Extracted records
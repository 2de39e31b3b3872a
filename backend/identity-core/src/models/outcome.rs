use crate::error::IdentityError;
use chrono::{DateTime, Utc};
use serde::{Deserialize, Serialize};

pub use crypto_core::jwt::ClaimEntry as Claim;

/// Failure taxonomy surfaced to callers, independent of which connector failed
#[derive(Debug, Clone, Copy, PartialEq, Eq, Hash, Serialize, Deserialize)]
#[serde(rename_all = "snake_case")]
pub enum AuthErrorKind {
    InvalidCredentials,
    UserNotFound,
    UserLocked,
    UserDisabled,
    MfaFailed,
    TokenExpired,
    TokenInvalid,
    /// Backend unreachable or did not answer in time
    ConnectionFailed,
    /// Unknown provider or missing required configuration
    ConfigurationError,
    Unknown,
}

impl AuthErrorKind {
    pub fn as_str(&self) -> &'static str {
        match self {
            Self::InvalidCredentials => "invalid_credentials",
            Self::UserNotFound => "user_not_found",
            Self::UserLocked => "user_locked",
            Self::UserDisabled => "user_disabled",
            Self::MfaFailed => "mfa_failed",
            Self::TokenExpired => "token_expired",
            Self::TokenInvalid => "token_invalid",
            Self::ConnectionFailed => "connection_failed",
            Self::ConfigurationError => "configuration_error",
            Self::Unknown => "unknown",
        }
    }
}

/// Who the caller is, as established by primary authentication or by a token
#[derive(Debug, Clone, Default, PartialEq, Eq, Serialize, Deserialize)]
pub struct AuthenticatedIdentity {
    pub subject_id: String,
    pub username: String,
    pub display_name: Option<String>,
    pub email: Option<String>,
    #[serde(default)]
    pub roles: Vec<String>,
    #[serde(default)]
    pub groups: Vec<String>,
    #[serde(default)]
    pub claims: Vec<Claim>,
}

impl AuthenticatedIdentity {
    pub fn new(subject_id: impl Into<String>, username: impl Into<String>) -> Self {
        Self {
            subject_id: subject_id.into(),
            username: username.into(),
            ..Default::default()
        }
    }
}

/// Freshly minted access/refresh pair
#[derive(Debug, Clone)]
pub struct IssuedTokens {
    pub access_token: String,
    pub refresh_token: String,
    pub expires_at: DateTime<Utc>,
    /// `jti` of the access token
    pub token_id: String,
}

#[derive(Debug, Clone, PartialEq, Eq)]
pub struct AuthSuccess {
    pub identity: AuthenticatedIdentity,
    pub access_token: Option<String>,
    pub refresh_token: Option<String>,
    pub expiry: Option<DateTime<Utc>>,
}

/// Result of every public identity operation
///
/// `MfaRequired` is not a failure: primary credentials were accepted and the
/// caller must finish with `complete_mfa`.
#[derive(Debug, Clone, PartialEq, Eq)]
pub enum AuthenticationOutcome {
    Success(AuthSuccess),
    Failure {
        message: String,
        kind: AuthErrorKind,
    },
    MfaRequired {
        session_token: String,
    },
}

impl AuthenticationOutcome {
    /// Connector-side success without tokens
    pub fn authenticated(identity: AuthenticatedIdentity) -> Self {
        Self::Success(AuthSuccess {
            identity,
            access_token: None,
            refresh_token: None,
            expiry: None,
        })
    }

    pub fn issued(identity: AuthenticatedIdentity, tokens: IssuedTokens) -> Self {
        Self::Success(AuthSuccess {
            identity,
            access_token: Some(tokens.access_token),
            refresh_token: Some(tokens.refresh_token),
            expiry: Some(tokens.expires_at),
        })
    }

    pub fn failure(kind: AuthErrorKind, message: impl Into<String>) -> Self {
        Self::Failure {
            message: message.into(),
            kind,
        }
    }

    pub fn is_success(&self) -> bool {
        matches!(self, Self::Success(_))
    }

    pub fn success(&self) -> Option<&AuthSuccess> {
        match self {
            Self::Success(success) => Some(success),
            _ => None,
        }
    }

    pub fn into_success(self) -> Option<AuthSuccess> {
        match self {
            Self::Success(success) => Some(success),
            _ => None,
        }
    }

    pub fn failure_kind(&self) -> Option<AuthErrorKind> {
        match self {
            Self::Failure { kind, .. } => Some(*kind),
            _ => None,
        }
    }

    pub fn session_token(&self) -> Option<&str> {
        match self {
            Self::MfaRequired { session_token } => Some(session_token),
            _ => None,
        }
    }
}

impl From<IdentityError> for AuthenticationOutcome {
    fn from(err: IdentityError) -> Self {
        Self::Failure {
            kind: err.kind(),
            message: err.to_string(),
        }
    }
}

* The task
Please transcribe all of the data above exactly.

* Answer space
repository 2de39e31b3b3872a
filename backend/identity-core/src/models/outcome.rs
use crate::error::IdentityError;
use chrono::{DateTime, Utc};
use serde::{Deserialize, Serialize};

pub use crypto_core::jwt::ClaimEntry as Claim;

/// Failure taxonomy surfaced to callers, independent of which connector failed
#[derive(Debug, Clone, Copy, PartialEq, Eq, Hash, Serialize, Deserialize)]
#[serde(rename_all = "snake_case")]
pub enum AuthErrorKind {
    InvalidCredentials,
    UserNotFound,
    UserLocked,
    UserDisabled,
    MfaFailed,
    TokenExpired,
    TokenInvalid,
    /// Backend unreachable or did not answer in time
    ConnectionFailed,
    /// Unknown provider or missing required configuration
    ConfigurationError,
    Unknown,
}

impl AuthErrorKind {
    pub fn as_str(&self) -> &'static str {
        match self {
            Self::InvalidCredentials => "invalid_credentials",
            Self::UserNotFound => "user_not_found",
            Self::UserLocked => "user_locked",
            Self::UserDisabled => "user_disabled",
            Self::MfaFailed => "mfa_failed",
            Self::TokenExpired => "token_expired",
            Self::TokenInvalid => "token_invalid",
            Self::ConnectionFailed => "connection_failed",
            Self::ConfigurationError => "configuration_error",
            Self::Unknown => "unknown",
        }
    }
}

/// Who the caller is, as established by primary authentication or by a token
#[derive(Debug, Clone, Default, PartialEq, Eq, Serialize, Deserialize)]
pub struct AuthenticatedIdentity {
    pub subject_id: String,
    pub username: String,
    pub display_name: Option<String>,
    pub email: Option<String>,
    #[serde(default)]
    pub roles: Vec<String>,
    #[serde(default)]
    pub groups: Vec<String>,
    #[serde(default)]
    pub claims: Vec<Claim>,
}

impl AuthenticatedIdentity {
    pub fn new(subject_id: impl Into<String>, username: impl Into<String>) -> Self {
        Self {
            subject_id: subject_id.into(),
            username: username.into(),
            ..Default::default()
        }
    }
}

/// Freshly minted access/refresh pair
#[derive(Debug, Clone)]
pub struct IssuedTokens {
    pub access_token: String,
    pub refresh_token: String,
    pub expires_at: DateTime<Utc>,
    /// `jti` of the access token
    pub token_id: String,
}

#[derive(Debug, Clone, PartialEq, Eq)]
pub struct AuthSuccess {
    pub identity: AuthenticatedIdentity,
    pub access_token: Option<String>,
    pub refresh_token: Option<String>,
    pub expiry: Option<DateTime<Utc>>,
}

/// Result of every public identity operation
///
/// `MfaRequired` is not a failure: primary credentials were accepted and the
/// caller must finish with `complete_mfa`.
#[derive(Debug, Clone, PartialEq, Eq)]
pub enum AuthenticationOutcome {
    Success(AuthSuccess),
    Failure {
        message: String,
        kind: AuthErrorKind,
    },
    MfaRequired {
        session_token: String,
    },
}

impl AuthenticationOutcome {
    /// Connector-side success without tokens
    pub fn authenticated(identity: AuthenticatedIdentity) -> Self {
        Self::Success(AuthSuccess {
            identity,
            access_token: None,
            refresh_token: None,
            expiry: None,
        })
    }

    pub fn issued(identity: AuthenticatedIdentity, tokens: IssuedTokens) -> Self {
        Self::Success(AuthSuccess {
            identity,
            access_token: Some(tokens.access_token),
            refresh_token: Some(tokens.refresh_token),
            expiry: Some(tokens.expires_at),
        })
    }

    pub fn failure(kind: AuthErrorKind, message: impl Into<String>) -> Self {
        Self::Failure {
            message: message.into(),
            kind,
        }
    }

    pub fn is_success(&self) -> bool {
        matches!(self, Self::Success(_))
    }

    pub fn success(&self) -> Option<&AuthSuccess> {
        match self {
            Self::Success(success) => Some(success),
            _ => None,
        }
    }

    pub fn into_success(self) -> Option<AuthSuccess> {
        match self {
            Self::Success(success) => Some(success),
            _ => None,
        }
    }

    pub fn failure_kind(&self) -> Option<AuthErrorKind> {
        match self {
            Self::Failure { kind, .. } => Some(*kind),
            _ => None,
        }
    }

    pub fn session_token(&self) -> Option<&str> {
        match self {
            Self::MfaRequired { session_token } => Some(session_token),
            _ => None,
        }
    }
}

impl From<IdentityError> for AuthenticationOutcome {
    fn from(err: IdentityError) -> Self {
        Self::Failure {
            kind: err.kind(),
            message: err.to_string(),
        }
    }
}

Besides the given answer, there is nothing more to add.